UDP‐glycosyltransferase (UGT) plays a major role in the diversity and reactivity of plant specialized metabolites by catalyzing the transfer of the sugar moiety from activated UDP‐sugars to various acceptors. Arabidopsis UGT89A2 was previously identified from a genome‐wide association study as a key factor that affects the differential accumulation of dihydroxybenzoic acid (DHBA) glycosides in distinct Arabidopsis natural accessions, including Col‐0 and C24. The in vitro enzyme assays indicate that these distinct metabolic phenotypes reflect the divergence of UGT89A2 enzyme properties in the Col‐0 and C24 accessions.

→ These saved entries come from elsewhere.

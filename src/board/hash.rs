//! Rolling position hash
//!
//! Every placed tile contributes `code * X^x * Y^y` (wrapping u64
//! arithmetic). Placing a tile adds one term, and growing the board on the
//! left or top shifts every coordinate by one, which is a single
//! multiplication of the running sum. Coordinates are always relative to
//! the bounding box, so the same shape reached by different move orders
//! hashes identically.
//!
//! # Example
//!
//! ```
//! use trax::board::{hash, Piece};
//!
//! // Tile at (0, 0), then the board grows one column to the left
//! let h = hash::placement_term(Piece::RedEastWest, 0, 0);
//! let shifted = hash::shift(h, true, false);
//! assert_eq!(shifted, hash::placement_term(Piece::RedEastWest, 1, 0));
//! ```

use super::Piece;

/// Position hash value
pub type PositionHash = u64;

/// Prime used to fold side-to-move and extents into the hash
pub const POSITION_HASH_PRIME: u64 = 100_000_007;

/// Per-column factor (2^64 - 59)
const X_FACTOR: u64 = 18_446_744_073_709_551_557;
/// Per-row factor (10^18 + 3)
const Y_FACTOR: u64 = 1_000_000_000_000_000_003;

/// Contribution of one placed tile
#[inline]
#[must_use]
pub fn placement_term(piece: Piece, x: i32, y: i32) -> PositionHash {
    debug_assert!(x >= 0 && y >= 0);
    (piece.code() as u64)
        .wrapping_mul(X_FACTOR.wrapping_pow(x as u32))
        .wrapping_mul(Y_FACTOR.wrapping_pow(y as u32))
}

/// Re-base the running sum after the board grew on the left and/or top
#[inline]
#[must_use]
pub fn shift(placement: PositionHash, left: bool, top: bool) -> PositionHash {
    let mut h = placement;
    if left {
        h = h.wrapping_mul(X_FACTOR);
    }
    if top {
        h = h.wrapping_mul(Y_FACTOR);
    }
    h
}

/// Fold side to move and extents into the placement sum
#[inline]
#[must_use]
pub fn combine(red_to_move: bool, max_x: i32, max_y: i32, placement: PositionHash) -> PositionHash {
    let mut h = red_to_move as u64;
    h = h.wrapping_mul(POSITION_HASH_PRIME).wrapping_add(max_x as u64);
    h = h.wrapping_mul(POSITION_HASH_PRIME).wrapping_add(max_y as u64);
    h.wrapping_mul(POSITION_HASH_PRIME).wrapping_add(placement)
}

/// Full recomputation over `(x, y, piece)` triples
#[must_use]
pub fn placement_hash<I>(tiles: I) -> PositionHash
where
    I: IntoIterator<Item = (i32, i32, Piece)>,
{
    tiles
        .into_iter()
        .filter(|(_, _, p)| !p.is_empty())
        .fold(0u64, |h, (x, y, p)| h.wrapping_add(placement_term(p, x, y)))
}

#[cfg(test)]
mod tests {
    use super::*;

    #[test]
    fn test_empty_term_is_zero() {
        assert_eq!(placement_term(Piece::Empty, 3, 4), 0);
    }

    #[test]
    fn test_shift_matches_recompute() {
        let tiles = [
            (0, 0, Piece::RedEastWest),
            (1, 0, Piece::RedSouthWest),
            (0, 1, Piece::RedNorthEast),
        ];
        let before = placement_hash(tiles);
        let moved = tiles.map(|(x, y, p)| (x + 1, y + 1, p));
        assert_eq!(shift(before, true, true), placement_hash(moved));
    }

    #[test]
    fn test_terms_depend_on_cell() {
        let a = placement_term(Piece::RedNorthSouth, 1, 2);
        let b = placement_term(Piece::RedNorthSouth, 2, 1);
        assert_ne!(a, b);
    }

    #[test]
    fn test_combine_separates_side_to_move() {
        assert_ne!(combine(true, 2, 2, 99), combine(false, 2, 2, 99));
        assert_ne!(combine(true, 2, 3, 99), combine(true, 3, 2, 99));
    }
}
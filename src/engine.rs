//! Searchers and self-play
//!
//! Search itself lives outside this crate. The [`Searcher`] trait is the
//! seam it plugs into; the two searchers here are enough to drive
//! self-play, book testing and the viewer's computer opponent.
//!
//! # Example
//!
//! ```
//! use trax::engine::{self_play, RandomSearcher, SelfPlayConfig};
//! use trax::RuleConfig;
//!
//! let mut white = RandomSearcher::new(1);
//! let mut red = RandomSearcher::new(2);
//! let config = SelfPlayConfig::default().with_rules(RuleConfig::eight_by_eight());
//! let game = self_play(&mut white, &mut red, &config).unwrap();
//! assert!(game.num_moves() > 0);
//! ```

use std::time::{Duration, Instant};

use log::{debug, info};
use rand::{Rng, SeedableRng};
use rand_xoshiro::Xoshiro256PlusPlus;

use crate::board::{Move, Position, Winner};
use crate::book::Book;
use crate::config::RuleConfig;
use crate::error::{TraxError, TraxResult};
use crate::game::Game;

/// Result of a move search with statistics.
#[derive(Debug, Clone, Copy, PartialEq)]
pub struct SearchReport {
    pub best_move: Move,
    /// Deepest fully searched depth, 0 for book or random moves
    pub completed_depth: u32,
    pub nodes_per_second: f64,
}

impl SearchReport {
    /// Report for a move that needed no search
    #[inline]
    pub fn instant(best_move: Move) -> Self {
        Self {
            best_move,
            completed_depth: 0,
            nodes_per_second: 0.0,
        }
    }
}

/// Move searcher.
///
/// Given a position, returns a move for the side to move. A searcher is
/// never asked to move in a finished position.
pub trait Searcher {
    /// Shown in logs and errors; should describe the configuration
    fn name(&self) -> String;

    fn search_best_move(&mut self, position: &Position, thinking_time: Duration) -> TraxResult<SearchReport>;
}

/// Plays a uniformly random legal move
#[derive(Debug, Clone)]
pub struct RandomSearcher {
    rng: Xoshiro256PlusPlus,
}

impl RandomSearcher {
    pub fn new(seed: u64) -> Self {
        Self {
            rng: Xoshiro256PlusPlus::seed_from_u64(seed),
        }
    }
}

impl Searcher for RandomSearcher {
    fn name(&self) -> String {
        "random".to_string()
    }

    fn search_best_move(&mut self, position: &Position, _thinking_time: Duration) -> TraxResult<SearchReport> {
        let start = Instant::now();
        let moves = position.generate_moves();
        if moves.is_empty() {
            return Err(TraxError::Searcher {
                name: self.name(),
                reason: "no legal move".into(),
            });
        }
        let best_move = moves[self.rng.random_range(0..moves.len())];

        let seconds = start.elapsed().as_secs_f64();
        let nodes_per_second = if seconds > 0.0 {
            moves.len() as f64 / seconds
        } else {
            0.0
        };
        Ok(SearchReport {
            best_move,
            completed_depth: 1,
            nodes_per_second,
        })
    }
}

/// Answers from the opening book, falls back to another searcher
#[derive(Debug, Clone)]
pub struct BookSearcher<S> {
    book: Book,
    fallback: S,
}

impl<S: Searcher> BookSearcher<S> {
    pub fn new(book: Book, fallback: S) -> Self {
        Self { book, fallback }
    }

    pub fn book(&self) -> &Book {
        &self.book
    }
}

impl<S: Searcher> Searcher for BookSearcher<S> {
    fn name(&self) -> String {
        format!("book+{}", self.fallback.name())
    }

    fn search_best_move(&mut self, position: &Position, thinking_time: Duration) -> TraxResult<SearchReport> {
        match self.book.select(position) {
            Some(mv) => {
                debug!("book move {mv} at ply {}", position.ply());
                Ok(SearchReport::instant(mv))
            }
            None => self.fallback.search_best_move(position, thinking_time),
        }
    }
}

/// Self-play settings
#[derive(Debug, Clone, Copy, PartialEq)]
pub struct SelfPlayConfig {
    pub rules: RuleConfig,
    /// Budget handed to the searcher for each move
    pub thinking_time: Duration,
    /// Fail the game when a searcher overruns its budget
    pub strict_timer: bool,
    /// Log every move at info level
    pub verbose: bool,
    /// Stop an unfinished game after this many moves
    pub max_moves: usize,
}

impl Default for SelfPlayConfig {
    fn default() -> Self {
        Self {
            rules: RuleConfig::standard(),
            thinking_time: Duration::from_millis(1000),
            strict_timer: true,
            verbose: false,
            max_moves: 400,
        }
    }
}

impl SelfPlayConfig {
    #[must_use]
    pub fn with_rules(mut self, rules: RuleConfig) -> Self {
        self.rules = rules;
        self
    }

    #[must_use]
    pub fn with_thinking_time(mut self, thinking_time: Duration) -> Self {
        self.thinking_time = thinking_time;
        self
    }
}

/// Play one game. White moves first.
///
/// A searcher that returns an illegal move, or overruns its budget with a
/// strict timer, ends the run with [`TraxError::Searcher`].
pub fn self_play(white: &mut dyn Searcher, red: &mut dyn Searcher, config: &SelfPlayConfig) -> TraxResult<Game> {
    let mut game = Game::new();
    let mut position = Position::with_rules(config.rules);
    let mut counts = [0u32; 2];

    while !position.finished() && game.num_moves() < config.max_moves {
        if position.generate_moves().is_empty() {
            debug!("no legal move at ply {}", position.ply());
            break;
        }
        let side = position.side_to_move();
        let searcher: &mut dyn Searcher = if position.red_to_move() {
            &mut *red
        } else {
            &mut *white
        };

        let start = Instant::now();
        let report = searcher.search_best_move(&position, config.thinking_time)?;
        let elapsed = start.elapsed();

        let next = position.do_move(report.best_move).map_err(|err| TraxError::Searcher {
            name: searcher.name(),
            reason: err.to_string(),
        })?;
        if config.strict_timer && elapsed > config.thinking_time {
            return Err(TraxError::Searcher {
                name: searcher.name(),
                reason: format!(
                    "violated time constraint ({}ms > {}ms)",
                    elapsed.as_millis(),
                    config.thinking_time.as_millis()
                ),
            });
        }

        let slot = side.index();
        game.average_search_depths[slot] += f64::from(report.completed_depth);
        game.average_nps[slot] += report.nodes_per_second;
        counts[slot] += 1;
        game.moves.push(report.best_move);

        if config.verbose {
            info!(
                "{} {}: {} ({}ms, depth {}, {:.0} nodes/s)",
                game.num_moves(),
                searcher.name(),
                report.best_move,
                elapsed.as_millis(),
                report.completed_depth,
                report.nodes_per_second
            );
            debug!("\n{next}");
        }
        position = next;
    }

    for slot in 0..2 {
        let n = f64::from(counts[slot].max(1));
        game.average_search_depths[slot] /= n;
        game.average_nps[slot] /= n;
    }
    game.record_result(&position);

    if config.verbose {
        let result = match game.winner {
            Some(Winner::Draw) => "Tie".to_string(),
            Some(winner) => format!("{winner} wins"),
            None => "Unfinished".to_string(),
        };
        info!("{result} in total {} steps", game.num_moves());
    }
    Ok(game)
}

/// Wins per color over a series of games
#[derive(Debug, Clone, Copy, Default, PartialEq, Eq)]
pub struct SelfPlayTally {
    pub white: u32,
    pub red: u32,
    /// Draws and unfinished games
    pub other: u32,
}

impl SelfPlayTally {
    fn record(&mut self, game: &Game) {
        match game.winner {
            Some(Winner::White) => self.white += 1,
            Some(Winner::Red) => self.red += 1,
            _ => self.other += 1,
        }
    }

    /// Share of decided games won by white, in percent
    pub fn white_percentage(&self) -> f64 {
        let decided = self.white + self.red;
        if decided == 0 {
            return 0.0;
        }
        f64::from(self.white) * 100.0 / f64::from(decided)
    }
}

/// Play `num_games` games between the same pair of searchers
pub fn self_play_many(
    white: &mut dyn Searcher,
    red: &mut dyn Searcher,
    config: &SelfPlayConfig,
    num_games: usize,
) -> TraxResult<(Vec<Game>, SelfPlayTally)> {
    info!("white: {} red: {}", white.name(), red.name());

    let mut games = Vec::with_capacity(num_games);
    let mut tally = SelfPlayTally::default();
    for i in 0..num_games {
        let game = self_play(white, red, config)?;
        tally.record(&game);
        games.push(game);

        if config.verbose || i + 1 == num_games {
            info!(
                "white({}): {} red({}): {} {:.1}%",
                white.name(),
                tally.white,
                red.name(),
                tally.red,
                tally.white_percentage()
            );
        }
    }
    Ok((games, tally))
}

#[cfg(test)]
mod tests {
    use super::*;
    use crate::board::Piece;

    /// Always returns the same move
    struct FixedSearcher(Move);

    impl Searcher for FixedSearcher {
        fn name(&self) -> String {
            "fixed".into()
        }

        fn search_best_move(&mut self, _: &Position, _: Duration) -> TraxResult<SearchReport> {
            Ok(SearchReport::instant(self.0))
        }
    }

    /// Sleeps past its budget before moving
    struct SlowSearcher;

    impl Searcher for SlowSearcher {
        fn name(&self) -> String {
            "slow".into()
        }

        fn search_best_move(&mut self, position: &Position, thinking_time: Duration) -> TraxResult<SearchReport> {
            std::thread::sleep(thinking_time + Duration::from_millis(5));
            Ok(SearchReport::instant(position.generate_moves()[0]))
        }
    }

    fn quick() -> SelfPlayConfig {
        SelfPlayConfig::default()
            .with_rules(RuleConfig::eight_by_eight())
            .with_thinking_time(Duration::from_millis(200))
    }

    #[test]
    fn test_random_searcher_is_legal_and_seeded() {
        let p = Position::new();
        let mut a = RandomSearcher::new(9);
        let mut b = RandomSearcher::new(9);
        for _ in 0..5 {
            let ra = a.search_best_move(&p, Duration::ZERO).unwrap();
            let rb = b.search_best_move(&p, Duration::ZERO).unwrap();
            assert_eq!(ra.best_move, rb.best_move);
            assert!(p.is_legal(ra.best_move));
        }
    }

    #[test]
    fn test_self_play_finishes_8x8() {
        let mut white = RandomSearcher::new(1);
        let mut red = RandomSearcher::new(2);
        let game = self_play(&mut white, &mut red, &quick()).unwrap();
        assert!(game.winner.is_some());
        let end = game.replay_with_rules(RuleConfig::eight_by_eight()).unwrap();
        assert_eq!(end.winner(), game.winner);
        assert_eq!(game.average_search_depths, [1.0, 1.0]);
    }

    #[test]
    fn test_illegal_move_is_reported() {
        let mut white = FixedSearcher(Move::new(5, 5, Piece::RedEastWest));
        let mut red = RandomSearcher::new(0);
        let err = self_play(&mut white, &mut red, &quick()).unwrap_err();
        assert!(matches!(err, TraxError::Searcher { ref name, .. } if name == "fixed"));
    }

    #[test]
    fn test_strict_timer() {
        let config = quick().with_thinking_time(Duration::from_millis(1));
        let mut red = RandomSearcher::new(0);
        let err = self_play(&mut SlowSearcher, &mut red, &config).unwrap_err();
        assert!(matches!(err, TraxError::Searcher { ref name, .. } if name == "slow"));

        let relaxed = SelfPlayConfig {
            strict_timer: false,
            max_moves: 2,
            ..config
        };
        let game = self_play(&mut SlowSearcher, &mut red, &relaxed).unwrap();
        assert_eq!(game.num_moves(), 2);
        assert_eq!(game.winner, None);
    }

    #[test]
    fn test_book_searcher_prefers_book() {
        let game = Game::from_notation(&["@0/", "B1\\", "A2\\"]).unwrap();
        let mut book = Book::new();
        book.init(&[game], 3);
        let mut searcher = BookSearcher::new(book, RandomSearcher::new(4));
        assert_eq!(searcher.name(), "book+random");

        let p = Position::new()
            .do_move(Move::new(0, 0, Piece::RedSouthEast))
            .unwrap();
        let report = searcher.search_best_move(&p, Duration::ZERO).unwrap();
        assert_eq!(report.best_move, Move::new(1, 0, Piece::RedSouthWest));
        assert_eq!(report.completed_depth, 0);

        // Empty board: the book reply lost, so the fallback answers
        let report = searcher.search_best_move(&Position::new(), Duration::ZERO).unwrap();
        assert_eq!(report.completed_depth, 1);
    }

    #[test]
    fn test_self_play_many_tally() {
        let mut white = RandomSearcher::new(11);
        let mut red = RandomSearcher::new(12);
        let (games, tally) = self_play_many(&mut white, &mut red, &quick(), 3).unwrap();
        assert_eq!(games.len(), 3);
        assert_eq!(tally.white + tally.red + tally.other, 3);
        assert!((0.0..=100.0).contains(&tally.white_percentage()));
    }
}
//! Game rules for Trax
//!
//! This module implements the rule machinery behind [`Position`]:
//! - Lookup tables over neighbor configurations
//! - Forced play
//! - Win conditions (loop, line, full board)
//! - Line tracing for search features
//!
//! [`Position`]: crate::board::Position

pub mod forced;
pub mod lines;
pub mod tables;
pub mod win;

// Re-exports for convenient access
pub use lines::{Endpoint, Line};
pub use tables::{encode_neighbor_key, init_tables, is_forced, possible_pieces, track_exit, NeighborKey};
pub use win::MIN_LOOP_SEGMENTS;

UGT89A2 from Col‐0 is highly selective toward UDP‐xylose as the sugar donor, and the isoform from C24 can utilize both UDP‐glucose and UDP‐xylose but with a higher affinity to the glucose donor. The sequences of the two isozymes only differ at six amino acid residues. Examination of these amino acid residues in more natural accessions revealed a strong correlation between the amino acid polymorphism at position 153 and the DHBA glycoside accumulation pattern. Site‐directed mutagenesis that swapped residue 153 between UGT89A2 from Col‐0 and C24 reversed the UDP‐sugar preferences, indicating that residue 153 plays an important role in determining sugar donor specificity of UGT89A2. This study provides insight into the key amino acid changes that confer sugar donor selectivity on UGTs, and demonstrates the usefulness of natural variation in understanding the structure–function relationship of enzymes involved in specialized metabolism.